# Exercise objective:
Here is a block of entries. Write out its lines exactly, from the first through the one containing "pub fn load()".

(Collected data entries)
....

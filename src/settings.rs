use anyhow::{Context, Result};
use config::{Config, Environment};
use serde::Deserialize;

pub const ENV_PREFIX: &str = "WIKI_ACRONYMS";
const DEFAULT_API_URL: &str = "https://en.wikipedia.org/w/api.php";

#[derive(Debug, Clone, Deserialize)]
pub struct Settings {
    pub api_url: String,
    pub user_agent: String,
}

impl Settings {
    /// Defaults, overridden by `WIKI_ACRONYMS_API_URL` / `WIKI_ACRONYMS_USER_AGENT`.
    pub fn load() -> Result<Self> {
        Self::from_env(None)
    }

    /// `vars` replaces the process environment when given.
    fn from_env(vars: Option<config::Map<String, String>>) -> Result<Self> {
        let env = Environment::with_prefix(ENV_PREFIX).source(vars);
        Self::from_builder(Config::builder().add_source(env))
    }

    fn from_builder(
        builder: config::ConfigBuilder<config::builder::DefaultState>,
    ) -> Result<Self> {
        builder
            .set_default("api_url", DEFAULT_API_URL)?
            .set_default("user_agent", default_user_agent())?
            .build()
            .context("Failed to build settings")?
            .try_deserialize()
            .context("Invalid settings")
    }
}

fn default_user_agent() -> String {
    format!("{}/{}", env!("CARGO_PKG_NAME"), env!("CARGO_PKG_VERSION"))
}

....

# Answer for this exercise:
filename src/settings.rs
use anyhow::{Context, Result};
use config::{Config, Environment};
use serde::Deserialize;

pub const ENV_PREFIX: &str = "WIKI_ACRONYMS";
const DEFAULT_API_URL: &str = "https://en.wikipedia.org/w/api.php";

#[derive(Debug, Clone, Deserialize)]
pub struct Settings {
    pub api_url: String,
    pub user_agent: String,
}

impl Settings {
    /// Defaults, overridden by `WIKI_ACRONYMS_API_URL` / `WIKI_ACRONYMS_USER_AGENT`.
    pub fn load() -> Result<Self> {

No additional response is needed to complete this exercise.